Background information
- Born: December 30, 1969 (age 56) North Smithfield, Rhode Island, U.S.
- Occupations: Musician; singer; record producer;
- Instruments: Vocals, guitar
- Website: www.daverawlingsmachine.com

= David Rawlings =

American singer-songwriter (born 1969)

David Todd Rawlings (born December 30, 1969) is an American guitarist, singer, and record producer. He is known for his musical partnership with singer and songwriter Gillian Welch. He and Welch were nominated for the Academy Award for Best Original Song at the 91st Academy Awards for "When a Cowboy Trades His Spurs for Wings" from The Ballad of Buster Scruggs. In 2020, Welch and Rawlings released All the Good Times (Are Past & Gone), which won the 2021 Grammy Award for Best Folk Album. In 2024, Welch and Rawlings released Woodland, which won the 2025 Grammy Award for Best Folk Album, currently making Welch and Rawlings the only duo to win the award more than once.

== Life and career ==
Rawlings attended the Berklee College of Music and studied with Lauren Passarelli. He produced albums by Gillian Welch, Willie Watson, Dawes, and Old Crow Medicine Show. In the mid-2010s he led a band called the Dave Rawlings Machine, composed of Rawlings, Gillian Welch, Willie Watson, Paul Kowert, and Brittany Haas. John Paul Jones of Led Zeppelin has been known to play mandolin with the band occasionally. Rawlings contributed to the albums Cassadaga by Bright Eyes, Spooked by Robyn Hitchcock, and Heartbreaker by Ryan Adams, with whom he wrote two songs, "To Be Young (Is to Be Sad, Is to Be High)" and "Touch, Feel and Lose". His vocal style has often been compared to that of Bob Dylan.

== Recordings ==
=== A Friend of a Friend (2009) ===
The Dave Rawlings Machine album A Friend of a Friend was released on November 17, 2009. Rawlings recorded the album in Nashville, and produced it himself. Gillian Welch is credited as a co-writer on five of the album's songs as well playing in the band with members of Tom Petty and the Heartbreakers, Old Crow Medicine Show, and Bright Eyes. The album features a medley of a Neil Young and Bright Eyes song, as well as songs Rawlings co-wrote with Ryan Adams and Old Crow Medicine Show. Morgan Nagler (of the band Whispertown) is credited with co-writing the song "Sweet Tooth".

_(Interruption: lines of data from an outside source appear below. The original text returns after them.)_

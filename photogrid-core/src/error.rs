//! Error types for photogrid-core.

use std::path::PathBuf;

use thiserror::Error;

/// All errors that can arise from gallery registry operations.
#[derive(Debug, Error)]
pub enum RegistryError {
    /// Underlying I/O failure (file not found, permission denied, etc.).
    #[error("I/O error: {0}")]
    Io(#[from] std::io::Error),

    /// YAML serialization error (write/save path).
    #[error("YAML serialization error: {0}")]
    Yaml(#[from] serde_yaml::Error),

    /// YAML parse error on load — includes file path and line context from serde_yaml.
    #[error("failed to parse gallery file at {path}: {source}")]
    Parse {
        path: PathBuf,
        #[source]
        source: serde_yaml::Error,
    },

    /// `dirs::home_dir()` returned `None` — cannot locate `~/.photogrid/`.
    #[error("cannot determine home directory; set $HOME or equivalent")]
    HomeNotFound,

    /// No gallery file existed at the expected path.
    #[error("gallery not found at {path}")]
    GalleryNotFound { path: PathBuf },
}
//! # photogrid-fetcher
//!
//! Retrieves and parses a gallery's remote manifest document.
//!
//! Every fetch bypasses intermediate response caches: a `t=<unix-millis>`
//! query parameter is appended to the manifest URL and `Cache-Control:
//! no-store` / `Pragma: no-cache` request headers are sent, so a static host
//! (or a CDN in front of one) cannot serve a stale manifest.
//!
//! Shape problems in the body are NOT fetch errors: the tolerant parsing in
//! [`Manifest::parse`] degrades a missing or malformed `photos` field to an
//! empty list. Only transport failures, non-2xx statuses, and bodies that are
//! not JSON at all surface as [`FetchError`].

use std::time::{SystemTime, UNIX_EPOCH};

use reqwest::blocking::Client;
use reqwest::header::{CACHE_CONTROL, PRAGMA};
use reqwest::Url;
use thiserror::Error;

use photogrid_core::Manifest;

const REQUEST_TIMEOUT: std::time::Duration = std::time::Duration::from_secs(30);
const CONNECT_TIMEOUT: std::time::Duration = std::time::Duration::from_secs(10);

/// All errors that can arise from manifest retrieval.
#[derive(Debug, Error)]
pub enum FetchError {
    /// The configured manifest URL cannot be used.
    #[error("invalid manifest URL '{url}': {reason}")]
    Url { url: String, reason: String },

    /// The server answered with a non-success HTTP status.
    #[error("failed to fetch manifest (HTTP {status})")]
    Transport { status: u16 },

    /// Transport-level failure: DNS, refused connection, timeout, TLS.
    #[error("network error: {0}")]
    Network(#[from] reqwest::Error),

    /// The response body is not valid JSON.
    #[error("manifest parse error: {0}")]
    Parse(#[from] serde_json::Error),
}

/// Fetches and parses the manifest for one gallery.
///
/// Construct once per gallery and reuse; the underlying [`Client`] holds the
/// connection pool.
#[derive(Debug)]
pub struct ManifestFetcher {
    client: Client,
    url: Url,
}

impl ManifestFetcher {
    /// Build a fetcher for `manifest_url`.
    ///
    /// Fails with [`FetchError::Url`] when the URL does not parse or is not
    /// http(s).
    pub fn new(manifest_url: &str) -> Result<Self, FetchError> {
        let url = Url::parse(manifest_url).map_err(|e| FetchError::Url {
            url: manifest_url.to_string(),
            reason: e.to_string(),
        })?;
        if !matches!(url.scheme(), "http" | "https") {
            return Err(FetchError::Url {
                url: manifest_url.to_string(),
                reason: format!("unsupported scheme '{}'", url.scheme()),
            });
        }

        let client = Client::builder()
            .timeout(REQUEST_TIMEOUT)
            .connect_timeout(CONNECT_TIMEOUT)
            .user_agent(concat!("photogrid/", env!("CARGO_PKG_VERSION")))
            .build()?;

        Ok(ManifestFetcher { client, url })
    }

    /// The manifest URL this fetcher was built with (without cache-bust param).
    pub fn url(&self) -> &Url {
        &self.url
    }

    /// Fetch the manifest, bypassing caches.
    ///
    /// One network round-trip per call. Returns [`FetchError::Transport`] on
    /// a non-2xx response, [`FetchError::Parse`] when the body is not JSON.
    pub fn fetch(&self) -> Result<Manifest, FetchError> {
        let mut url = self.url.clone();
        url.query_pairs_mut()
            .append_pair("t", &unix_millis().to_string());

        let response = self
            .client
            .get(url)
            .header(CACHE_CONTROL, "no-store")
            .header(PRAGMA, "no-cache")
            .send()?;

        let status = response.status();
        if !status.is_success() {
            return Err(FetchError::Transport {
                status: status.as_u16(),
            });
        }

        let body = response.text()?;
        Ok(Manifest::parse(&body)?)
    }
}

fn unix_millis() -> u128 {
    SystemTime::now()
        .duration_since(UNIX_EPOCH)
        .unwrap_or_default()
        .as_millis()
}
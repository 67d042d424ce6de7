//! `photogrid manifest build <photos-dir>` — publish a gallery.json.

use std::path::PathBuf;

use anyhow::{Context, Result};
use clap::{Args, Subcommand};

use photogrid_sync::build_manifest;

/// Build a manifest from a local photo directory.
#[derive(Subcommand, Debug)]
pub enum ManifestCommand {
    /// Scan a photo directory and write the manifest JSON.
    Build(BuildArgs),
}

#[derive(Args, Debug)]
pub struct BuildArgs {
    /// Directory containing the photos (top level only).
    pub photos_dir: PathBuf,

    /// Manifest file to write (e.g. site/assets/gallery.json).
    #[arg(long, short = 'o')]
    pub output: PathBuf,

    /// Path prefix for photo entries, as served relative to the page.
    #[arg(long, default_value = "./assets/photos")]
    pub base_path: String,
}

pub fn run(cmd: ManifestCommand) -> Result<()> {
    match cmd {
        ManifestCommand::Build(args) => build(args),
    }
}

fn build(args: BuildArgs) -> Result<()> {
    let outcome = build_manifest(&args.photos_dir, &args.output, &args.base_path)
        .with_context(|| {
            format!(
                "failed to build manifest from '{}'",
                args.photos_dir.display()
            )
        })?;

    println!(
        "✓ Wrote {} ({} photos, {} changed, {} removed)",
        outcome.manifest_path.display(),
        outcome.photo_count,
        outcome.changed,
        outcome.removed
    );
    Ok(())
}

=== Nashville Obsolete (2015) ===
In 2015 Dave Rawlings Machine released a second album, Nashville Obsolete. The album was named to Rolling Stone's list of the top 40 country albums of 2016. In late 2016 Acony issued Boots No 1: The Official Revival Bootleg, a deluxe version of the 1996 Welch album considered a "modern Americana classic" and the first collaboration for the duo.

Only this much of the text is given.